I think this might be my favourite era of the Beach Boys. Of course I love the ‘60s Beach Boys – who doesn’t? – but their albums around this period feature music that is just so fragile and different from the surf pop from which they made their name.
I’ll put my money on the fact that Ben Folds listened to this record when he was growing up. In fact, it sounds so close, it could be a Ben Folds record if only there was a little bit more piano on it. Ben definitely hits the keys harder than Brian, but that’s where the differences end.
I recently watched the fabulous Brian Wilson biopic Love And Mercy on a plane into Sydney; one of those occasions where you find yourself hurrying the film up to finish, because you don’t think you’re going to make it to the end before the plane reaches its destination. I needn’t have worried; I made it in plenty of time.

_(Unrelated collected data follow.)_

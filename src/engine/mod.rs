// SPDX-License-Identifier: MPL-2.0
//! Media engine port.
//!
//! The decode/render engine is an external collaborator. This module defines
//! the command surface the shell drives ([`MediaEngine`]) and the
//! notifications the engine emits from its own thread
//! ([`EngineNotification`]). Notifications never reach shared state
//! directly: the engine posts them through a [`NotificationSink`], and the
//! UI context drains them on its own turn.
//!
//! # Lifecycle
//!
//! 1. `initialize` with the opaque [`EngineConfig`] and a sink
//! 2. `load_media` for each selected item
//! 3. transport commands (`toggle_play_pause`, `seek`, `set_volume`, ...)
//! 4. `shutdown` on teardown; late notifications are dropped by the sink's
//!    session guard
//!
//! All commands are fire-and-forget: they return as soon as the command is
//! queued and report the outcome through notifications.

pub mod simulated;

use crate::config::EngineConfig;
use crate::error::EngineError;
use crate::playback::Volume;
use crate::ui_context::UiHandle;
use std::path::Path;

pub use simulated::SimulatedEngine;

/// Events emitted by the engine from its own execution context.
#[derive(Debug, Clone, Copy, PartialEq)]
pub enum EngineNotification {
    Playing,
    Paused,
    Stopped,
    EndReached,
    /// Current playback position (ms).
    TimeChanged(u64),
    /// Media length (ms). Fires once the engine knows it.
    LengthChanged(u64),
    /// The engine's output volume (0.0 to 100.0).
    VolumeChanged(f32),
}

/// Where the engine posts its notifications.
pub type NotificationSink = UiHandle<EngineNotification>;

/// Port for the media engine adapter.
///
/// Implementations own their worker threads; the trait object itself stays
/// on the UI context.
pub trait MediaEngine {
    /// Starts the engine with `config`.
    ///
    /// # Errors
    ///
    /// Returns [`EngineError::InitializationFailed`] if the engine rejects
    /// the configuration.
    fn initialize(&mut self, config: &EngineConfig, sink: NotificationSink)
        -> Result<(), EngineError>;

    fn is_initialized(&self) -> bool;

    /// Opens `path`, replacing the current media. Playback starts paused.
    ///
    /// # Errors
    ///
    /// Returns [`EngineError::MediaNotFound`] if the path does not exist.
    fn load_media(&mut self, path: &Path) -> Result<(), EngineError>;

    fn toggle_play_pause(&mut self) -> Result<(), EngineError>;

    fn stop(&mut self) -> Result<(), EngineError>;

    fn seek(&mut self, position_ms: u64) -> Result<(), EngineError>;

    fn set_volume(&mut self, volume: Volume) -> Result<(), EngineError>;

    fn set_mute(&mut self, muted: bool) -> Result<(), EngineError>;

    /// Sets the playback speed multiplier (1.0 is normal speed).
    fn set_playback_rate(&mut self, multiplier: f32) -> Result<(), EngineError>;

    /// Last volume set on the engine.
    fn volume(&self) -> Volume;

    fn is_muted(&self) -> bool;

    /// Stops the worker. Idempotent.
    fn shutdown(&mut self);
}

/// In-memory engine that records commands, for controller unit tests.
#[cfg(test)]
pub(crate) mod fake {
    use super::*;
    use std::cell::RefCell;
    use std::path::PathBuf;
    use std::rc::Rc;

    #[derive(Debug, Clone, PartialEq)]
    pub enum Call {
        Initialize { hardware_acceleration: bool },
        Load(PathBuf),
        TogglePlayPause,
        Stop,
        Seek(u64),
        SetVolume(u8),
        SetMute(bool),
        SetRate(f32),
        Shutdown,
    }

    /// Shared view of what the engine was asked to do.
    #[derive(Debug, Default)]
    pub struct Log {
        pub calls: Vec<Call>,
    }

    #[derive(Debug)]
    pub struct FakeEngine {
        pub log: Rc<RefCell<Log>>,
        /// Number of upcoming `initialize` calls that fail.
        pub failing_inits: usize,
        pub missing_media: bool,
        /// `set_mute(false)` fails.
        pub refuse_unmute: bool,
        /// `set_playback_rate` fails.
        pub refuse_rate: bool,
        initialized: bool,
        volume: Volume,
        muted: bool,
    }

    impl FakeEngine {
        pub fn new() -> (Self, Rc<RefCell<Log>>) {
            let log = Rc::new(RefCell::new(Log::default()));
            let engine = Self {
                log: Rc::clone(&log),
                failing_inits: 0,
                missing_media: false,
                refuse_unmute: false,
                refuse_rate: false,
                initialized: false,
                volume: Volume::default(),
                muted: false,
            };
            (engine, log)
        }

        fn record(&self, call: Call) {
            self.log.borrow_mut().calls.push(call);
        }

        fn ready(&self) -> Result<(), EngineError> {
            if self.initialized {
                Ok(())
            } else {
                Err(EngineError::NotInitialized)
            }
        }
    }

    impl MediaEngine for FakeEngine {
        fn initialize(
            &mut self,
            config: &EngineConfig,
            _sink: NotificationSink,
        ) -> Result<(), EngineError> {
            self.record(Call::Initialize {
                hardware_acceleration: config.hardware_acceleration,
            });
            if self.failing_inits > 0 {
                self.failing_inits -= 1;
                return Err(EngineError::InitializationFailed("no device".into()));
            }
            self.initialized = true;
            Ok(())
        }

        fn is_initialized(&self) -> bool {
            self.initialized
        }

        fn load_media(&mut self, path: &Path) -> Result<(), EngineError> {
            self.ready()?;
            if self.missing_media {
                return Err(EngineError::MediaNotFound(path.to_path_buf()));
            }
            self.record(Call::Load(path.to_path_buf()));
            Ok(())
        }

        fn toggle_play_pause(&mut self) -> Result<(), EngineError> {
            self.ready()?;
            self.record(Call::TogglePlayPause);
            Ok(())
        }

        fn stop(&mut self) -> Result<(), EngineError> {
            self.ready()?;
            self.record(Call::Stop);
            Ok(())
        }

        fn seek(&mut self, position_ms: u64) -> Result<(), EngineError> {
            self.ready()?;
            self.record(Call::Seek(position_ms));
            Ok(())
        }

        fn set_volume(&mut self, volume: Volume) -> Result<(), EngineError> {
            self.ready()?;
            self.volume = volume;
            self.record(Call::SetVolume(volume.value()));
            Ok(())
        }

        fn set_mute(&mut self, muted: bool) -> Result<(), EngineError> {
            self.ready()?;
            if !muted && self.refuse_unmute {
                return Err(EngineError::Unsupported("unmute".into()));
            }
            self.muted = muted;
            self.record(Call::SetMute(muted));
            Ok(())
        }

        fn set_playback_rate(&mut self, multiplier: f32) -> Result<(), EngineError> {
            self.ready()?;
            if self.refuse_rate {
                return Err(EngineError::Unsupported(format!("rate {multiplier}")));
            }
            self.record(Call::SetRate(multiplier));
            Ok(())
        }

        fn volume(&self) -> Volume {
            self.volume
        }

        fn is_muted(&self) -> bool {
            self.muted
        }

        fn shutdown(&mut self) {
            self.record(Call::Shutdown);
            self.initialized = false;
        }
    }
}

Surf’s Up would be placed closer to the timeframe in the film where Brian Wilson is portrayed by Paul Dano – in fact it’s only five years after Good Vibrations was released, the crowning achievement of Dano’s Wilson. Those sections of the film work much better; the John Cusack scenes set in the ‘80s don’t revolve around the music as much. They’re more concerned with the drama of Wilson’s life at that time – something I just didn’t find as interesting as seeing Wilson teach the chord changes of Good Vibrations to the Wrecking Crew.
There are no big hit singles of this record. It wasn’t about hit singles by this time; it was a new decade and the album was king.